Closed Bug 669953 Opened 13 years ago Closed 13 years ago

build debug builds with optimization

Categories

(Release Engineering :: General, defect, P3)

defect

Tracking

(Not tracked)

RESOLVED FIXED

People

(Reporter: ted, Assigned: espindola)

References

Details

(Whiteboard: [buildfaster:p1])

Attachments

(2 files, 4 obsolete files)

I was sure our debug builds were already optimized, but looking at the mozconfigs shows that I'm wrong. We explicitly --disable-optimize in their mozconfigs.

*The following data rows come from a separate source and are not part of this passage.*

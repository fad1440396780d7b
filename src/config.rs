use serde::{Deserialize, Serialize};

use crate::error::ConfigError;

/// Tunables for an editor session.
///
/// Every field has a default, so a partial JSON document (or `{}`) is a valid
/// configuration.
#[derive(Debug, Clone, PartialEq, Serialize, Deserialize)]
#[serde(default)] // if we add new fields, give them default values when deserializing old configs
pub struct SessionConfig {
    /// Maximum number of history entries kept. `None` keeps everything.
    pub history_capacity: Option<usize>,
    /// Offset applied to both axes when pasting clipboard objects
    pub paste_offset: f32,
    /// Width used by [`crate::surface::Canvas::from_config`]
    pub canvas_width: f32,
    /// Height used by [`crate::surface::Canvas::from_config`]
    pub canvas_height: f32,
    /// Commit the surface state as the first history entry when the session starts
    pub record_initial_state: bool,
}

impl Default for SessionConfig {
    fn default() -> Self {
        Self {
            history_capacity: None,
            paste_offset: 10.0,
            canvas_width: 800.0,
            canvas_height: 600.0,
            record_initial_state: true,
        }
    }
}

impl SessionConfig {
    /// Parse a configuration from JSON, falling back to defaults for missing fields
    pub fn from_json_str(json: &str) -> Result<Self, ConfigError> {
        let config: Self = serde_json::from_str(json)?;
        config.validate()?;
        Ok(config)
    }

    pub fn with_history_capacity(mut self, capacity: Option<usize>) -> Self {
        self.history_capacity = capacity;
        self
    }

    pub fn validate(&self) -> Result<(), ConfigError> {
        if self.history_capacity == Some(0) {
            return Err(ConfigError::Invalid("history_capacity must be at least 1".into()));
        }
        if !(self.canvas_width > 0.0 && self.canvas_height > 0.0) {
            return Err(ConfigError::Invalid(format!(
                "canvas size must be positive, got {}x{}",
                self.canvas_width, self.canvas_height
            )));
        }
        Ok(())
    }
}
use thiserror::Error;

/// Error type returned by plugin hooks and bus listeners.
///
/// Anything implementing `std::error::Error` converts into it with `?` or `.into()`.
pub type BoxError = Box<dyn std::error::Error + 'static>;

/// Result type for plugin hooks and bus listeners
pub type HandlerResult = Result<(), BoxError>;

/// Errors raised by the plugin registry
#[derive(Debug, Error)]
pub enum PluginError {
    #[error("Plugin '{0}' is already registered")]
    DuplicatePlugin(String),

    #[error("Plugin '{name}' failed to initialize: {source}")]
    PluginInit {
        name: String,
        #[source]
        source: BoxError,
    },

    /// Only ever logged: handler failures are isolated per plugin.
    #[error("Plugin '{name}' failed while handling '{topic}': {source}")]
    PluginHandler {
        name: String,
        topic: String,
        #[source]
        source: BoxError,
    },
}

/// Errors that can occur while restoring a surface from a snapshot
#[derive(Debug, Error)]
pub enum RestoreError {
    #[error("Malformed snapshot: {0}")]
    Malformed(#[from] serde_json::Error),

    #[error("Unsupported snapshot version {found} (expected {expected})")]
    Version { found: u32, expected: u32 },
}

/// Errors that can occur while serializing a surface into a snapshot
#[derive(Debug, Error)]
pub enum SerializeError {
    #[error("Failed to serialize surface: {0}")]
    Json(#[from] serde_json::Error),
}

/// Errors surfaced by the public session API
#[derive(Debug, Error)]
pub enum SessionError {
    #[error(transparent)]
    Plugin(#[from] PluginError),

    #[error("Failed to restore snapshot: {0}")]
    Restore(#[from] RestoreError),

    #[error(transparent)]
    Serialize(#[from] SerializeError),

    /// The surface was already borrowed, i.e. a surface call re-entered the session.
    #[error("Drawing surface is busy")]
    SurfaceBusy,
}

/// Errors that can occur while loading a session configuration
#[derive(Debug, Error)]
pub enum ConfigError {
    #[error("Failed to parse configuration: {0}")]
    Parse(#[from] serde_json::Error),

    #[error("Invalid configuration: {0}")]
    Invalid(String),
}

/// Result type for session operations
pub type SessionResult<T> = Result<T, SessionError>;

Because they're not optimized, test runs are much slower than they are on opt builds. If we're worried about getting good assertion stacktraces, we could use --enable-profiling to ensure that we have frame pointers.

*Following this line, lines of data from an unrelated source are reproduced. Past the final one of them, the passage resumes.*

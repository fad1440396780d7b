//! The contract between an editor session and the drawing surface it edits.
//!
//! The surface owns the object model and produces opaque [`Snapshot`]s of
//! itself. It reports changes by queueing [`SurfaceEvent`]s, which the session
//! drains with [`DrawingSurface::take_events`].

mod canvas;
mod object;

pub use canvas::{Canvas, SNAPSHOT_VERSION};
pub use object::{ObjectId, ObjectKind, SurfaceObject};

use crate::error::{RestoreError, SerializeError};
use crate::history::Snapshot;

/// Native change feed of a drawing surface
#[derive(Debug, Clone, PartialEq)]
pub enum SurfaceEvent {
    SelectionCreated(Vec<ObjectId>),
    SelectionUpdated(Vec<ObjectId>),
    SelectionCleared,
    /// A settled change: add, remove, restack, or the end of a drag/resize/rotate
    ObjectCommitted(ObjectId),
    ObjectMoving(ObjectId),
    ObjectScaling(ObjectId),
    ObjectRotating(ObjectId),
    ObjectAdded(ObjectId),
    ObjectRemoved(ObjectId),
}

/// Where to move an object in the stacking order
#[derive(Debug, Clone, Copy, PartialEq, Eq)]
pub enum StackMove {
    Backward,
    Forward,
    ToBack,
    ToFront,
}

/// A drawing surface the session can snapshot, restore and edit.
///
/// Mutating methods queue the matching [`SurfaceEvent`]s; structural changes
/// queue exactly one `ObjectCommitted` per logical edit.
pub trait DrawingSurface {
    /// Serialize the whole surface
    fn serialize(&self) -> Result<Snapshot, SerializeError>;

    /// Replace the whole surface with `snapshot`.
    ///
    /// Must not queue `ObjectCommitted`. On error the surface is left unchanged.
    fn restore(&mut self, snapshot: &Snapshot) -> Result<(), RestoreError>;

    /// Drain queued change events, oldest first
    fn take_events(&mut self) -> Vec<SurfaceEvent>;

    /// Width and height of the drawable area
    fn size(&self) -> (f32, f32);

    /// Top-level objects, bottom of the stack first
    fn objects(&self) -> Vec<ObjectId>;

    fn object(&self, id: ObjectId) -> Option<&SurfaceObject>;

    /// Direct property access. Call [`DrawingSurface::mark_committed`] once the edit settles.
    fn object_mut(&mut self, id: ObjectId) -> Option<&mut SurfaceObject>;

    fn add(&mut self, object: SurfaceObject) -> ObjectId;

    fn remove(&mut self, id: ObjectId) -> Option<SurfaceObject>;

    /// Active selection, in stacking order
    fn selection(&self) -> Vec<ObjectId>;

    /// Replace the selection. An empty list clears it.
    fn set_selection(&mut self, ids: Vec<ObjectId>);

    fn clear_selection(&mut self);

    /// Returns false if the object is unknown or already at the requested position
    fn restack(&mut self, id: ObjectId, to: StackMove) -> bool;

    /// Merge `ids` (at least two) into a new group and select it
    fn group(&mut self, ids: &[ObjectId]) -> Option<ObjectId>;

    /// Split a group back into its children and select them
    fn ungroup(&mut self, id: ObjectId) -> Vec<ObjectId>;

    /// Report a settled property change made through `object_mut`
    fn mark_committed(&mut self, id: ObjectId);
}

Are there any other reasons to want these builds to be unoptimized?
Whiteboard: [buildfaster]
Well, we'd still loose a good bit of info in the stack traces due to inlining -- which I suspect is also where the bulk of the performance benefit comes from.
Seems like it's worth trying to see what the perf benefit is, and we can also gauge if the stack traces are a problem.
fwiw, I want to flip the default when you're doing a debug build to --disable-optimize, so you're going to want to explicitly specify --enable-optimize here.
Whiteboard: [buildfaster] → [buildfaster:p2]
Assignee: nobody → coop
Priority: -- → P3
Assignee: coop → ehsan
(In reply to comment #4)
> the resulting build looks pretty crashy.

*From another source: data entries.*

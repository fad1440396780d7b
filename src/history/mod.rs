mod manager;
mod snapshot;

pub use manager::HistoryManager;
pub use snapshot::Snapshot;

/// What an undo or redo request did
#[derive(Debug, Clone, PartialEq, Eq)]
pub enum HistoryOutcome {
    /// The cursor moved and the surface now shows this snapshot
    Moved(Snapshot),
    /// Already at the boundary; nothing changed
    NoOp,
}

impl HistoryOutcome {
    pub fn is_no_op(&self) -> bool {
        matches!(self, HistoryOutcome::NoOp)
    }

    pub fn snapshot(&self) -> Option<&Snapshot> {
        match self {
            HistoryOutcome::Moved(snapshot) => Some(snapshot),
            HistoryOutcome::NoOp => None,
        }
    }
}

That _might_ be because you didn't have frame pointers enabled.  Anyways, I'll have more info on this shortly.
Try normal debug builds: http://tbpl.mozilla.org/?tree=Try&rev=23957115624b
Try "fast" debug builds: http://tbpl.mozilla.org/?tree=Try&rev=2dd95b3f917c

Good news is that builds are less than 10% slower and tests are around 50% faster!  Bad news is that Windows builds break, and Linux 32 bit debugs all crash in JSAssert.  I was not able to reproduce either of the issues locally, but I should also say that I wasn't using our builder compilers (VC8 and gcc4.5).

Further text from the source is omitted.